III. I stated there is a timeline, that the final plan “being due July 15, 2012.” In contrast the Article quotes me as stating “there was no timeline.”
IV. Mr. Rancor and proponent ballot arguments are based on Staff assertions of what is required by the EPA. I quote the actual source itself, the EPA Compliance Officer. The Post relies on second and third party sources. Ms. Strellis rehashed statements from Mr. Rancor and Staff rather than seeking out my direct EPA material.
Conclusion: The First Amendment’s “freedom of the press” allows the Post to attempt to influence an election by a deplorable disregard of journalistic ethics. The EPA’s characterization of a primary staff assertion to the MTRC as “misstated,” and other staff assertions as contradictory to EPA legal documents, which you now have, is the real story of Measure A.
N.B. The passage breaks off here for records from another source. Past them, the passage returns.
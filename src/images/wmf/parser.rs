// WMF record walker
//
// The METAFILEPICT payload of an OLE object is a memory metafile preceded by
// 8 bytes of unknown meaning. Records are walked by their declared size; none
// is interpreted here.

use super::constants::{header, record, record_name};
use crate::common::error::{Error, Result};
use crate::fieldspec::{Field, Severity, decode};
use std::iter::FusedIterator;
use tracing::{debug, trace};

const HEADER_CONTEXT: &str = "metafile header";
const RECORD_CONTEXT: &str = "metafile record";

const METAFILE_HEADER: [Field<'static>; 8] = [
    Field::bytes("unknown", 8),
    Field::u16("type").expect(header::MEMORY_METAFILE, Severity::Unsupported),
    Field::u16("header_size"),
    Field::u16("version").expect(header::METAVERSION300, Severity::Unsupported),
    Field::u32("metafile_size"),
    // Object records (pens, brushes, palettes) are not modelled
    Field::u16("num_of_objects").expect(0, Severity::Unsupported),
    Field::u32("max_record_len"),
    Field::u16("unused"),
];

const RECORD_HEADER: [Field<'static>; 2] = [Field::u32("record_size"), Field::u16("function")];

/// Size of the size and function fields that start every record
pub const RECORD_HEADER_SIZE: usize = 6;

/// WMF header of a METAFILEPICT payload
#[derive(Debug, Clone, Copy, PartialEq, Eq)]
pub struct MetafileHeader<'a> {
    /// The 8 bytes preceding the WMF header
    pub reserved: &'a [u8],
    /// File type (1 = memory, 2 = disk)
    pub file_type: u16,
    /// Header size in words
    pub header_size: u16,
    /// Windows version
    pub version: u16,
    /// Size of file in words
    pub file_size: u32,
    /// Number of objects
    pub num_objects: u16,
    /// Size of largest record in words
    pub max_record: u32,
    /// Not used (always 0)
    pub num_params: u16,
}

impl<'a> MetafileHeader<'a> {
    /// Parse the header, returning it with the number of bytes it occupies
    ///
    /// # Errors
    /// * [`Error::Truncated`] if `data` is shorter than the header
    /// * [`Error::Unsupported`] for disk metafiles, versions other than 0x0300
    ///   and metafiles declaring objects
    pub fn parse(data: &'a [u8]) -> Result<(Self, usize)> {
        let record = decode(data, &METAFILE_HEADER, HEADER_CONTEXT)?;
        let header = Self {
            reserved: record.bytes("unknown")?,
            file_type: record.int("type")? as u16,
            header_size: record.int("header_size")? as u16,
            version: record.int("version")? as u16,
            file_size: record.int("metafile_size")? as u32,
            num_objects: record.int("num_of_objects")? as u16,
            max_record: record.int("max_record_len")? as u32,
            num_params: record.int("unused")? as u16,
        };
        debug!(
            file_size = header.file_size,
            max_record = header.max_record,
            "Decoded metafile header"
        );
        Ok((header, record.consumed()))
    }
}

/// WMF record
#[derive(Debug, Clone, Copy, PartialEq, Eq)]
pub struct WmfRecord<'a> {
    /// Offset of the record in the metafile payload
    pub offset: usize,
    /// Record size in words (including size and function)
    pub size: u32,
    /// Record function
    pub function: u16,
    /// The whole record, size and function included
    pub data: &'a [u8],
}

impl<'a> WmfRecord<'a> {
    /// Record parameters
    pub fn params(&self) -> &'a [u8] {
        &self.data[RECORD_HEADER_SIZE..]
    }

    /// Check if this is an EOF record
    pub const fn is_eof(&self) -> bool {
        self.function == record::EOF
    }

    pub fn name(&self) -> &'static str {
        record_name(self.function)
    }
}

#[derive(Debug, Clone, Copy, PartialEq, Eq)]
enum State {
    Header,
    Records,
    Done,
}

/// Iterator over the records of a METAFILEPICT payload
///
/// Ends when the payload is exhausted. META_EOF must be the last record.
#[derive(Debug, Clone)]
pub struct Records<'a> {
    data: &'a [u8],
    offset: usize,
    header: Option<MetafileHeader<'a>>,
    state: State,
}

/// Walk the records of the METAFILEPICT payload in `data`
///
/// The header is parsed on the first call to `next`.
pub fn records(data: &[u8]) -> Records<'_> {
    Records {
        data,
        offset: 0,
        header: None,
        state: State::Header,
    }
}

impl<'a> Records<'a> {
    /// The metafile header, once the first record has been requested
    pub fn header(&self) -> Option<&MetafileHeader<'a>> {
        self.header.as_ref()
    }

    fn advance(&mut self) -> Result<Option<WmfRecord<'a>>> {
        let data = self.data;
        if self.state == State::Header {
            let (header, consumed) = MetafileHeader::parse(data)?;
            self.header = Some(header);
            self.offset = consumed;
            self.state = State::Records;
        }

        let rest = &data[self.offset..];
        if rest.is_empty() {
            return Ok(None);
        }

        let fields = decode(rest, &RECORD_HEADER, RECORD_CONTEXT)?;
        let size = fields.int("record_size")? as u32;
        let function = fields.int("function")? as u16;
        let size_bytes = (size as usize).saturating_mul(2);
        if size_bytes < RECORD_HEADER_SIZE {
            return Err(Error::bad_data(
                RECORD_CONTEXT,
                format!(
                    "{} record at offset {} declares {} words, below the 3-word minimum",
                    record_name(function),
                    self.offset,
                    size
                ),
            ));
        }
        let bytes = rest
            .get(..size_bytes)
            .ok_or_else(|| Error::truncated(RECORD_CONTEXT, size_bytes, rest.len()))?;

        let record = WmfRecord {
            offset: self.offset,
            size,
            function,
            data: bytes,
        };
        trace!(
            offset = record.offset,
            function = format_args!("{:#06x}", function),
            name = record.name(),
            size,
            "Metafile record"
        );
        self.offset += size_bytes;

        if record.is_eof() && self.offset < data.len() {
            return Err(Error::bad_data(
                RECORD_CONTEXT,
                format!(
                    "{} bytes of trailing data after META_EOF",
                    data.len() - self.offset
                ),
            ));
        }
        Ok(Some(record))
    }
}

impl<'a> Iterator for Records<'a> {
    type Item = Result<WmfRecord<'a>>;

    fn next(&mut self) -> Option<Self::Item> {
        if self.state == State::Done {
            return None;
        }
        match self.advance() {
            Ok(Some(record)) => Some(Ok(record)),
            Ok(None) => {
                self.state = State::Done;
                None
            },
            Err(e) => {
                self.state = State::Done;
                Some(Err(e))
            },
        }
    }
}

impl FusedIterator for Records<'_> {}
The Post’s false portrayal of me as not providing documentation when none was asked for tells readers I am fabricating my comments. Ms. Strellis also provided false information in reporting my public presentation. The Post has a blatant disregard for the truth. Your Article denigrates me and my careful research, writing and speaking on the many public issues I address. There was a total lack investigation of my material by the Post.